* **Saved entries**:
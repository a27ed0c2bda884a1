// Process count collector
//
// Scans /proc/<pid>/stat and splits the process table into user processes
// (with their thread count) and kernel threads.

use tracing::debug;

use super::{Collector, CollectorError, MonitorArgs};
use crate::measurement::{schema_of, FieldType, Measurement, Schema};

const PROC_PATH: &str = "/proc";

/// Kernel threads are children of kthreadd
const KTHREADD_PID: u32 = 2;

#[derive(Debug, Default, Clone, Copy, PartialEq, Eq)]
struct ProcessCounts {
    procs: u64,
    threads: u64,
    kthreads: u64,
}

impl ProcessCounts {
    fn add(&mut self, stat: &StatLine) {
        if stat.ppid == KTHREADD_PID {
            self.kthreads += 1;
        } else {
            self.procs += 1;
            self.threads += stat.num_threads;
        }
    }
}

#[derive(Debug, Clone, Copy, PartialEq, Eq)]
struct StatLine {
    ppid: u32,
    num_threads: u64,
}

/// Parses the fields we need out of one /proc/<pid>/stat line
///
/// The command name is parenthesised and may itself contain spaces and
/// parentheses, so fields are counted from the last `)`.
fn parse_stat(line: &str) -> Option<StatLine> {
    let rest = &line[line.rfind(')')? + 1..];
    let fields: Vec<&str> = rest.split_whitespace().collect();
    // fields[0] is the state (stat field 3)
    Some(StatLine {
        ppid: fields.get(1)?.parse().ok()?,
        num_threads: fields.get(17)?.parse().ok()?,
    })
}

pub struct ProcessCollector;

impl ProcessCollector {
    pub fn new() -> Self {
        ProcessCollector
    }
}

impl Collector for ProcessCollector {
    fn name(&self) -> &str {
        "procs"
    }

    fn mapping(&self) -> Schema {
        schema_of(&[
            ("procs", FieldType::Integer),
            ("threads", FieldType::Integer),
            ("kthreads", FieldType::Integer),
        ])
    }

    fn collect(&mut self, _args: &MonitorArgs) -> Result<Vec<Measurement>, CollectorError> {
        let entries =
            std::fs::read_dir(PROC_PATH).map_err(|e| CollectorError::read(PROC_PATH, e))?;

        let mut counts = ProcessCounts::default();
        for entry in entries.flatten() {
            let file_name = entry.file_name();
            let Some(pid) = file_name.to_str() else {
                continue;
            };
            if !pid.bytes().all(|b| b.is_ascii_digit()) {
                continue;
            }

            let path = entry.path().join("stat");
            // Processes routinely exit between listing and reading
            let line = match std::fs::read_to_string(&path) {
                Ok(line) => line,
                Err(e) => {
                    debug!("Skipping {}: {}", path.display(), e);
                    continue;
                }
            };

            match parse_stat(&line) {
                Some(stat) => counts.add(&stat),
                None => debug!("Unparseable stat line in {}", path.display()),
            }
        }

        debug!(
            "Processes: {} ({} threads), kernel threads: {}",
            counts.procs, counts.threads, counts.kthreads
        );

        Ok(vec![Measurement::new()
            .with_value("procs", counts.procs)
            .with_value("threads", counts.threads)
            .with_value("kthreads", counts.kthreads)])
    }
}

impl Default for ProcessCollector {
    fn default() -> Self {
        Self::new()
    }
}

* **Aim of the exercise**: Tell how many lines in the data include the string "struct". Reply with the number and no other text.

* **Answer for the task**: 3